Ce vendredi matin, alors que l’intersyndicale Smart défilait dans les rues de Sarreguemines pour interpeller sur leur avenir, suite à l’annonce de la vente de leur usine de Hambach (Moselle) par Daimler, le président confédéral était l'invité de LCI.

Pourquoi la situation est particulièrement injuste pour les salariés de SMART ?

Les salariés avaient approuvé, lors d’un référendum consultatif, en 2015 le «Pacte 2020», qui prévoyait le retour à 39 heures de travail hebdomadaire, payées 37, avec un rétablissement des 35 heures en 2020.

En mars 2019, le groupe Daimler, qui détient Mercedes-Benz et Smart, avait annoncé la fin de la production de la Smart en France et sa délocalisation en Chine à partir de 2022.

À la place, des Mercedes devaient être fabriquées sur le site de Hambach (rebaptisée «Smartville» car berceau historique de la petite voiture) à partir de l’automne 2020.

Pour adapter l’usine à cette nouvelle production, Daimler avait récemment annoncé 500 millions d’euros d’investissement.

Alors que le « pacte » passé avec les salariés arrive à échéance et que ces-derniers ont remplis leur engagement, la décision de vendre le site est forcément ressenti comme une trahison.

Un 4×4 essence ou une citadine écolo ?

Si Ineos est un repreneur crédible, ne faudrait-il pas néanmoins privilégier un repreneur plus en adéquation avec le plan de relance et le plan climat?
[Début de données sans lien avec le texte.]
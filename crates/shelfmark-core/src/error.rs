use std::fmt;

use rusqlite::ErrorCode;
use thiserror::Error;

/// The shape rule a rejected field value broke.
#[derive(Debug, Clone, Copy, PartialEq, Eq)]
pub enum Constraint {
    /// A required value was absent (or a required text value was blank).
    Required,
    /// A text value exceeded its declared maximum length, in characters.
    MaxLength { max: usize, actual: usize },
    /// The supplied value does not have the declared column type.
    Type { expected: &'static str },
    /// Setting the value would make the domain hierarchy cyclic.
    Acyclic,
}

impl fmt::Display for Constraint {
    fn fmt(&self, f: &mut fmt::Formatter<'_>) -> fmt::Result {
        match self {
            Self::Required => write!(f, "value is required"),
            Self::MaxLength { max, actual } => {
                write!(f, "length {actual} exceeds maximum of {max}")
            }
            Self::Type { expected } => write!(f, "expected a value of type {expected}"),
            Self::Acyclic => write!(f, "would create a cycle in the domain hierarchy"),
        }
    }
}

/// Which way a migration step was being run when it failed.
#[derive(Debug, Clone, Copy, PartialEq, Eq)]
pub enum Direction {
    Up,
    Down,
}

impl fmt::Display for Direction {
    fn fmt(&self, f: &mut fmt::Formatter<'_>) -> fmt::Result {
        match self {
            Self::Up => write!(f, "up"),
            Self::Down => write!(f, "down"),
        }
    }
}

#[derive(Debug, Error)]
pub enum Error {
    #[error("validation failed for {entity}.{field}: {constraint}")]
    Validation {
        entity: &'static str,
        field: &'static str,
        constraint: Constraint,
    },

    #[error("foreign key violation: {entity}.{field} references missing {references} with id {id}")]
    ForeignKeyViolation {
        entity: &'static str,
        field: &'static str,
        references: &'static str,
        id: i64,
    },

    #[error(
        "cannot delete {entity} with id {id}: {count} dependent {dependent} row(s) via {relation}"
    )]
    ReferentialIntegrity {
        entity: &'static str,
        id: i64,
        dependent: &'static str,
        relation: &'static str,
        count: usize,
    },

    #[error("storage temporarily unavailable: {message}")]
    TransientStorage { message: String },

    #[error("migration {version} ({name}) failed while running {direction}: {reason}")]
    Migration {
        version: &'static str,
        name: &'static str,
        direction: Direction,
        reason: String,
    },

    #[error("unknown migration version: {0}")]
    UnknownMigration(String),

    #[error("not found: {entity} with id {id}")]
    NotFound { entity: &'static str, id: i64 },

    #[error("database error: {0}")]
    Database(rusqlite::Error),
}

impl Error {
    /// Returns `true` when the operation may succeed if retried unchanged.
    pub fn is_retryable(&self) -> bool {
        matches!(self, Self::TransientStorage { .. })
    }

    pub(crate) const fn validation(
        entity: &'static str,
        field: &'static str,
        constraint: Constraint,
    ) -> Self {
        Self::Validation {
            entity,
            field,
            constraint,
        }
    }
}

impl From<rusqlite::Error> for Error {
    fn from(err: rusqlite::Error) -> Self {
        match err.sqlite_error_code() {
            Some(ErrorCode::DatabaseBusy | ErrorCode::DatabaseLocked) => Self::TransientStorage {
                message: err.to_string(),
            },
            _ => Self::Database(err),
        }
    }
}

pub type Result<T> = std::result::Result<T, Error>;

#[cfg(test)]
mod tests {
    use super::*;

    fn sqlite_failure(code: i32) -> rusqlite::Error {
        rusqlite::Error::SqliteFailure(rusqlite::ffi::Error::new(code), None)
    }

    #[test]
    fn test_busy_and_locked_are_transient() {
        let busy = Error::from(sqlite_failure(rusqlite::ffi::SQLITE_BUSY));
        let locked = Error::from(sqlite_failure(rusqlite::ffi::SQLITE_LOCKED));

        assert!(busy.is_retryable());
        assert!(locked.is_retryable());
    }

    #[test]
    fn test_other_failures_are_not_retryable() {
        let err = Error::from(sqlite_failure(rusqlite::ffi::SQLITE_CONSTRAINT));
        assert!(matches!(err, Error::Database(_)));
        assert!(!err.is_retryable());
    }

    #[test]
    fn test_validation_message_names_field() {
        let err = Error::validation(
            "Book",
            "Title",
            Constraint::MaxLength {
                max: 255,
                actual: 300,
            },
        );
        assert_eq!(
            err.to_string(),
            "validation failed for Book.Title: length 300 exceeds maximum of 255"
        );
    }
}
En effet, Ineos souhaite racheter une usine qui était destinée à construire des voitures électriques afin d’y produire son 4×4 Grenadier à motorisation essence. On ne sait pas par ailleurs si le groupe anglais prévoit des licenciements suite à la reprise.

Un repreneur oui, mais il ne faut pas laisser les sous-traitants sur le bord de la route !

C’est le message porté par l’intersyndicale dont fait partie la CFTC lors de sa visite au ministère des finances. Emmanuel Benner rappelle cette solidarité entre tous les travailleurs du site au micro de France 3.